Rettore Rosario Rizzuto, l’Università di Padova mette a disposizione il maggior numero di accessi a Medicina in Italia: 320. Ma ancora non bastano. E’ davvero l’abolizione del numero chiuso la soluzione alla carenza di camici bianchi?«La soluzione è una programmazione complessiva che tenga conto del reale fabbisogno degli ospedali e del territorio, perchè mancano anche i medici di famiglia. Gli Atenei con la Scuola di Medicina hanno presentato al ministero dell’Istruzione e dell’Università la proposta di aumentare subito del 20% il numero di accessi a questo corso di laurea e passare a un incremento del 50% nel giro di pochi anni. Per rispondere alle esigenze del Paese i numeri devono crescere e quindi siamo disposti a passare da 10mila a 12mila laureati all’anno, ma non abbiamo risorse, aule e docenti per eliminare il numero chiuso. E comunque il nodo è un altro».
Cosa proponete al governo? «Finora lo Stato ha sempre chiesto alle Università di operare a risorse costanti, ma adesso ci deve mettere nelle condizioni di incrementare l’offerta formativa: ci vogliono maggiori risorse e più posti nelle Scuole di specialità. Noi ci impegniamo a fare la nostra parte, che però da sola non basta: va garantito a chi affronta un percorso di studi così impegnativo che al termine troverà una destinazione».
Calato sul Veneto un potenziale aumento delle borse di studio per gli specializzandi cosa porterebbe? «Potrebbero seguire il tirocinio non solo a Padova ma in altri ospedali della regione, venendo così incontro alla necessità di potenziarne gli organici. Quanto al nostro Ateneo, da 320 posti a Medicina salirebbe a 500. E’ necessario aumentare l’offerta con numeri sostenibili, non ingestibili».
E’ vero che c’è un crollo di vocazioni? «No, da noi al test di ingresso a Medicina quest’anno si sono presentati 2998 candidati, a fronte appunto di 320 posti. Resta un mestiere bellissimo. La speranza di diventare medico è una delle scelte di vita e professionali tra le più ambite».
Parla per esperienza, lei è medico. «Sì, ma io ho scelto il dottorato di ricerca, sono stato il secondo iscritto a un corso allora sperimentale».
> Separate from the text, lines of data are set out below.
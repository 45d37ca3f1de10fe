//! Session Module
//!
//! Holds the bearer credential and the profile of the logged-in administrator,
//! persisted across process restarts under two fixed keys.

pub mod storage;
pub mod store;

pub use storage::{FileStorage, MemoryStorage, SessionStorage, PROFILE_KEY, TOKEN_KEY};
pub use store::{LoginResponse, Session, SessionState, SessionStore, UserProfile};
Trent’anni fa non c’era il problema di trovare camici bianchi. «Lo si evince anche dall’ondata di pensionamenti alla quale stiamo assistendo e che riguarda una generazione di colleghi entrati nel sistema in grandi numeri. E che in grandi numeri lo sta lasciando, creando un buco che non riusciamo a coprire con le risorse disponibili oggi, insufficienti a far fronte al fabbisogno del Paese».
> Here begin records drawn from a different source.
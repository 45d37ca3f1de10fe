use thiserror::Error;

#[derive(Error, Debug)]
pub enum AdminError {
    #[error("IO error: {0}")]
    Io(#[from] std::io::Error),

    #[error("{0}")]
    InvalidCredentials(String),

    #[error("Session expired, please log in again")]
    SessionExpired,

    #[error("Network error: {0}")]
    Network(String),

    #[error("API error ({status}): {message}")]
    Api { status: u16, message: String },

    #[error("Invalid response: {0}")]
    Decode(String),

    #[error("Course associations partially saved ({applied} change(s) applied): {source}")]
    PartialSync {
        applied: usize,
        #[source]
        source: Box<AdminError>,
    },

    #[error("Session storage error: {0}")]
    Storage(String),

    #[error("Config error: {0}")]
    Config(String),
}

impl AdminError {
    /// Message suitable for showing inline next to the failed action.
    ///
    /// Backend-provided messages win; everything else falls back to `fallback`.
    pub fn user_message(&self, fallback: &str) -> String {
        match self {
            AdminError::InvalidCredentials(message) => message.clone(),
            AdminError::Api { message, .. } if !message.is_empty() => message.clone(),
            AdminError::SessionExpired => self.to_string(),
            AdminError::PartialSync { source, .. } => source.user_message(fallback),
            _ => fallback.to_string(),
        }
    }

    pub fn is_session_expired(&self) -> bool {
        match self {
            AdminError::SessionExpired => true,
            AdminError::PartialSync { source, .. } => source.is_session_expired(),
            _ => false,
        }
    }
}

pub type Result<T> = std::result::Result<T, AdminError>;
Sono particolarmente in crisi alcune specialità, come Anestesia, Pediatria, Medicina d’urgenza, Chirurgia generale. Sono meno frequentate perchè comportano rischi maggiori? «Quando hai a che fare con il bene primario, cioè la salute, non esistono specialità esenti da rischi, grandi aspettative da parte del paziente e critiche. Il problema delle branche citate è che richiedono un gran numero di professionisti, superiore ad altre».